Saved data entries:
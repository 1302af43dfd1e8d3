//! Container descriptor.
//!
//! The runtime treats a [`Container`] as an opaque value keyed by its ID:
//! it is stored and handed back unchanged. The fields mirror what an
//! engine's inspect endpoint returns so code under test has something
//! realistic to read.

use std::collections::HashMap;

use chrono::{DateTime, Utc};
use drydock_common::ContainerId;
use serde::{Deserialize, Serialize};

/// A container descriptor as returned by inspect.
#[derive(Debug, Clone, PartialEq, Eq, Serialize, Deserialize)]
#[serde(rename_all = "PascalCase")]
pub struct Container {
    /// Container ID.
    #[serde(rename = "Id")]
    pub id: ContainerId,
    /// Container name, with the engine's leading slash.
    pub name: String,
    /// Image the container was created from.
    pub image: String,
    /// Creation time.
    pub created: DateTime<Utc>,
    /// Runtime state.
    pub state: ContainerState,
    /// Configuration the container was created with.
    pub config: ContainerConfig,
}

/// Runtime state of a container.
#[derive(Debug, Clone, Default, PartialEq, Eq, Serialize, Deserialize)]
#[serde(rename_all = "PascalCase")]
pub struct ContainerState {
    /// Whether the container is running.
    pub running: bool,
    /// Process ID of the container init process.
    pub pid: u32,
    /// Time the container was started.
    #[serde(skip_serializing_if = "Option::is_none")]
    pub started_at: Option<DateTime<Utc>>,
}

/// Container configuration.
#[derive(Debug, Clone, Default, PartialEq, Eq, Serialize, Deserialize)]
#[serde(rename_all = "PascalCase")]
pub struct ContainerConfig {
    /// Hostname inside the container.
    pub hostname: String,
    /// Environment variables in `KEY=value` form.
    #[serde(default, skip_serializing_if = "Vec::is_empty")]
    pub env: Vec<String>,
    /// Labels.
    #[serde(default, skip_serializing_if = "HashMap::is_empty")]
    pub labels: HashMap<String, String>,
}

impl Container {
    /// Create a running container descriptor with the given ID.
    ///
    /// The name defaults to `/<short id>` and the hostname to the short ID.
    #[must_use]
    pub fn new(id: impl Into<ContainerId>) -> Self {
        let id = id.into();
        let now = Utc::now();
        let short = id.short().to_string();

        Self {
            name: format!("/{short}"),
            image: String::new(),
            created: now,
            state: ContainerState {
                running: true,
                pid: 0,
                started_at: Some(now),
            },
            config: ContainerConfig {
                hostname: short,
                ..ContainerConfig::default()
            },
            id,
        }
    }

    /// Create a running container descriptor with a random ID.
    #[must_use]
    pub fn generate() -> Self {
        Self::new(ContainerId::generate())
    }

    /// Set the container name. A leading slash is added if missing.
    #[must_use]
    pub fn with_name(mut self, name: impl Into<String>) -> Self {
        let name = name.into();
        self.name = if name.starts_with('/') {
            name
        } else {
            format!("/{name}")
        };
        self
    }

    /// Set the image reference.
    #[must_use]
    pub fn with_image(mut self, image: impl Into<String>) -> Self {
        self.image = image.into();
        self
    }

    /// Add a label.
    #[must_use]
    pub fn with_label(mut self, key: impl Into<String>, value: impl Into<String>) -> Self {
        self.config.labels.insert(key.into(), value.into());
        self
    }

    /// Add an environment variable.
    #[must_use]
    pub fn with_env(mut self, key: impl AsRef<str>, value: impl AsRef<str>) -> Self {
        self.config
            .env
            .push(format!("{}={}", key.as_ref(), value.as_ref()));
        self
    }

    /// Set the init process ID.
    #[must_use]
    pub const fn with_pid(mut self, pid: u32) -> Self {
        self.state.pid = pid;
        self
    }
}

#[cfg(test)]
mod tests {
    use super::*;

    #[test]
    fn new_container_defaults() {
        let container = Container::new("0123456789abcdef0123");
        assert_eq!(container.id.as_str(), "0123456789abcdef0123");
        assert_eq!(container.name, "/0123456789ab");
        assert_eq!(container.config.hostname, "0123456789ab");
        assert!(container.state.running);
        assert_eq!(container.state.started_at, Some(container.created));
    }

    #[test]
    fn builder_pattern() {
        let container = Container::new("web")
            .with_name("frontend")
            .with_image("nginx:1.27")
            .with_label("role", "edge")
            .with_env("PORT", "8080")
            .with_pid(4242);

        assert_eq!(container.name, "/frontend");
        assert_eq!(container.image, "nginx:1.27");
        assert_eq!(container.config.labels.get("role").map(String::as_str), Some("edge"));
        assert_eq!(container.config.env, vec!["PORT=8080".to_string()]);
        assert_eq!(container.state.pid, 4242);
    }

    #[test]
    fn name_keeps_existing_slash() {
        let container = Container::new("a").with_name("/already");
        assert_eq!(container.name, "/already");
    }

    #[test]
    fn serializes_with_engine_field_names() {
        let container = Container::new("abc").with_image("busybox");
        let json = serde_json::to_value(&container).unwrap();

        assert_eq!(json["Id"], "abc");
        assert_eq!(json["Image"], "busybox");
        assert_eq!(json["State"]["Running"], true);
        assert_eq!(json["Config"]["Hostname"], "abc");
        assert!(json["Config"].get("Labels").is_none());

        let back: Container = serde_json::from_value(json).unwrap();
        assert_eq!(back, container);
    }
}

> Aim of the exercise:
Could you find every line in the records above that contains the word "true" and copy it?

> Written answer:
                running: true,
        assert_eq!(json["State"]["Running"], true);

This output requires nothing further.